5 formas de cultivar una imagen corporal positiva en tus hijas

Harmonía / 2016-10-07

La sociedad actual pone una gran presión en las mujeres jóvenes que constantemente son bombardeadas con imágenes publicitarias con estándares de belleza poco realistas.  Así como anuncios de numerosos productos que utilizan cuerpos de mujer o partes de ellos para vender artículos que pueden o no tener nada que ver con las mujeres. Existe también una tendencia a criticar a las mujeres por su forma de vestir y apariencia física, no por sus logros personales, conocimientos, calidad moral o contribución social.  Entre todas estas tendencias culturales y publicitarias puede resultar un gran reto cultivar una imagen corporal positiva en nuestras hijas. Pero eso no significa que nos demos por vencidos, ya que ellas nos necesitan  para apoyarlas en el camino de aprender a amarse a si mismas. Estas son algunas cosas que puedes enseñarles a tus hijas para propiciar una buena imagen corporal: 

 

1. Aprender a escuchar su cuerpo

Esto tiene que ver con enseñar a tus hijas a que sus decisiones vengan de acuerdo a la una evaluación personal de cómo se sienten y no de parámetros exteriores que pueden no coincidir con la realidad de sus necesidades. Por ejemplo, podemos empezar por transmitirles que es mejor comer cuando se tiene hambre y parar una vez que se está lleno. También a percibir las diferencias entre comer alimentos nutritivos y comer golosinas o botanas. Lo importante es que estas decisiones vengan de una experiencia directa en la que ellas comprueben el efecto de cada alimento en su cuerpo. La alimentación es sólo un ejemplo, lo mismo podemos hacer con el sueño, los niveles de energía, los cambios en las emociones. 

 

2. Evitar las críticas negativas

Las palabras que utilizamos para calificar las cosas tienen un impacto profundo en cómo nos sentimos con respecto a ellas. De tal forma que lo mejor es transmitir el mensaje de que la comida nos proporciona energía para nuestras diferentes actividades y debemos usarla para mantener nuestra salud. En lugar de relacionar la comida con “dietas” de moda o restrictivas que pueden afectar negativamente la relación de nuestras hijas con los alimentos. 

 

3.  Aceptar nuestras imperfecciones

Socialmente todos podemos experimentar presiones para ser perfectos, pero aunque queramos ser una mejor versión de nosotros mismos y nos esforcemos para ello, lo cierto es que nunca seremos perfectos. La perfección no es un estado fijo e inamovible, un destino al cual llegas y ya está ¡eres perfecto! En realidad la vida se trata más del proceso de perfeccionamiento de las cosas que quizá nunca llegue a la anhelada meta, pero que definitivamente reflejará mejorías. Para que nuestras hijas tengan una imagen corporal positiva aprendan amarse a si mismas, es esencial que puedan apreciar todos los aspectos de su corporalidad. Lo intrincado y maravilloso del cuerpo humano y aceptarlo tal y como es. Esto por supuesto empieza con que nosotros las aceptemos y amemos y les dejemos claro que esto seguirá siendo así independientemente de su peso o talla. 

 

4. Evitar clasificar ciertos alimentos como “prohibidos”

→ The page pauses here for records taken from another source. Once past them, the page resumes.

//! Main application orchestrator.
//!
//! Coordinates a word ladder search:
//! 1. Initializes logging (unless quiet).
//! 2. Loads the dictionary words of the start word's length and validates the
//!    start and end words against them.
//! 3. Builds the graph of words connected to the start word.
//! 4. Enumerates the paths from start to end, shortest first, writing each as
//!    soon as it is found.
//!
//! The verbose log is flushed after every stage.

use super::cli::Cli;
use super::error::AppError;
use super::logger;
use super::processing;
use super::{verbose_eprintln, verbose_println}; // Macros for conditional logging.
use std::io::{self, Write};
use std::num::NonZeroUsize;

/// Runs the word ladder search described by `cli`, printing paths to stdout.
///
/// # Errors
/// Returns `AppError` if the dictionary cannot be read, the input words are
/// invalid, or stdout cannot be written. Finding no path is not an error.
pub fn run_app(cli: Cli) -> Result<(), AppError> {
    let quiet_mode = cli.quiet;

    if !quiet_mode {
        if let Err(e) = logger::init_global_logger(&cli.log_file) {
            // The search still runs; only the verbose log is lost.
            eprintln!(
                "Warning: Failed to initialize verbose logger ({}): {}. Verbose file logging will be unavailable.",
                cli.log_file.display(),
                e
            );
        } else {
            verbose_println!(
                quiet_mode,
                "Verbose logging initialized to {}",
                cli.log_file.display()
            );
        }
    }

    let stdout = io::stdout();
    let mut out = stdout.lock();
    let result = run_app_with_writer(&cli, &mut out);

    if let Err(e) = &result {
        verbose_eprintln!(quiet_mode, "[ERROR] {}", e);
    }
    flush_log(quiet_mode, "final");
    result.map(|_| ())
}

/// Runs the search and writes the paths (or the no-path notice) to `writer`.
///
/// Returns the number of paths written.
pub fn run_app_with_writer(cli: &Cli, writer: &mut dyn Write) -> Result<usize, AppError> {
    let quiet_mode = cli.quiet;

    verbose_println!(
        quiet_mode,
        "\n============================================================"
    );
    verbose_println!(
        quiet_mode,
        "Word ladder: {} -> {} ({})",
        cli.start,
        cli.end,
        cli.dictionary.display()
    );
    verbose_println!(
        quiet_mode,
        "============================================================"
    );

    let words =
        processing::load_and_validate_words(&cli.dictionary, &cli.start, &cli.end, quiet_mode)?;
    flush_log(quiet_mode, "dictionary loading");

    let graph = processing::build_word_graph(&cli.start, &words, cli.guard, quiet_mode);
    flush_log(quiet_mode, "graph construction");

    let found = processing::write_word_paths(
        &graph,
        &cli.start,
        &cli.end,
        cli.max_paths.map(NonZeroUsize::get),
        quiet_mode,
        writer,
    )?;
    writer.flush()?;
    Ok(found)
}

/// Flushes the verbose log, reporting failures on stderr since the log file
/// itself may be the one failing.
fn flush_log(quiet_mode: bool, stage: &str) {
    if quiet_mode {
        return;
    }
    if let Err(e) = logger::flush_global_logger() {
        eprintln!(
            "[WARNING] Failed to flush verbose log after {}: {}",
            stage, e
        );
    }
}
//! The individual stages of a word ladder search.
//!
//! Loading and validating the dictionary, building the word graph around the
//! start word, and writing every path found. Each stage logs its progress
//! through the verbose macros of the parent `app` module.

use super::error::AppError;
use super::{verbose_eprintln, verbose_println}; // Macros for conditional logging.
use crate::dictionary::{self, are_valid_words};
use crate::graph::{EnqueueGuard, WordGraph};
use crate::path::PathScraper;
use std::collections::BTreeSet;
use std::io::Write;
use std::path::Path;

/// Loads the dictionary words with the same length as `start` and checks that
/// `start` and `end` are usable ladder ends.
///
/// # Errors
/// `AppError::Dictionary` if the word file cannot be read, and
/// `AppError::InvalidWords` if the words differ in length or are not in the
/// dictionary.
pub fn load_and_validate_words(
    dictionary_path: &Path,
    start: &str,
    end: &str,
    quiet_mode: bool,
) -> Result<BTreeSet<String>, AppError> {
    verbose_println!(quiet_mode, "\n[STEP 1] Loading dictionary...");
    let length = start.chars().count();
    let words = dictionary::load_words_from_file(dictionary_path, length).map_err(|e| {
        verbose_eprintln!(quiet_mode, "Input Error: {}", e);
        AppError::from(e)
    })?;
    verbose_println!(
        quiet_mode,
        "   => Found {} word(s) of length {}.",
        words.len(),
        length
    );

    if !are_valid_words(start, end, &words) {
        verbose_eprintln!(
            quiet_mode,
            "Input Error: '{}' and '{}' are not a valid pair of ladder ends.",
            start,
            end
        );
        return Err(AppError::InvalidWords {
            start: start.to_string(),
            end: end.to_string(),
        });
    }
    Ok(words)
}

/// Builds the graph of every word connected to `start`.
pub fn build_word_graph(
    start: &str,
    words: &BTreeSet<String>,
    guard: EnqueueGuard,
    quiet_mode: bool,
) -> WordGraph {
    verbose_println!(
        quiet_mode,
        "\n[STEP 2] Constructing graph of all connected words..."
    );
    let graph = WordGraph::build_with_guard(start, words, guard);
    verbose_println!(
        quiet_mode,
        "   => {} connected word(s), {} edge(s).",
        graph.len(),
        graph.edge_count()
    );
    graph
}

/// Writes every path from `start` to `end` to `writer`, one per line, or a
/// notice if there is none.
///
/// Returns the number of paths written.
pub fn write_word_paths(
    graph: &WordGraph,
    start: &str,
    end: &str,
    max_paths: Option<usize>,
    quiet_mode: bool,
    writer: &mut dyn Write,
) -> Result<usize, AppError> {
    verbose_println!(quiet_mode, "\n[STEP 3] Attempting to find all word paths...");
    let found = PathScraper::print_paths_to_writer(graph, start, end, max_paths, writer)?;

    if found == 0 {
        verbose_println!(quiet_mode, "   => No paths found.");
        writeln!(writer, "No valid word paths found.")?;
    } else {
        verbose_println!(quiet_mode, "   => Found {} path(s).", found);
    }
    Ok(found)
}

Es cierto que no todos los alimentos son buenos para la salud de nuestras hijas, pero más que satanizarlos es conveniente que facilitemos a nuestras hijas información sobre nutrición y las dejemos tomar decisiones juiciosas. Es decir, quizá un día quieran comer helado y está bien, lo mejor es que lo disfruten, pero que estén conscientes de que eso no es adecuado todo los días para su salud. En lugar de prohibir los alimentos es mejor enseñarles como convivir en equilibrio y moderación. 

 

5. Dar el ejemplo

Quizá uno de los retos más profundos de los pares es que los hijos los llevan a vivir a la altura de sus palabras, ya que las acciones tienen una mayor influencia en su conducta. De tal manera que quizá es el momento de reflexionar sobre nuestras conductas con respecto a nuestra imagen corporal y la de otros. ¿Hay algo que podamos mejorar o sanar para tener una mejor relación con nosotros mismos? Este quizá sea el momento de abordar esas cuestiones. 

 

Estas son algunas de las cosas que podemos hacer para nuestras hijas puedan desarrollar una buena relación tanto con los alimentos como con su cuerpo. Pero lo más importante es mantenernos en constate comunicación con nuestras hijas  y transmitirles nuestro amor incondicional.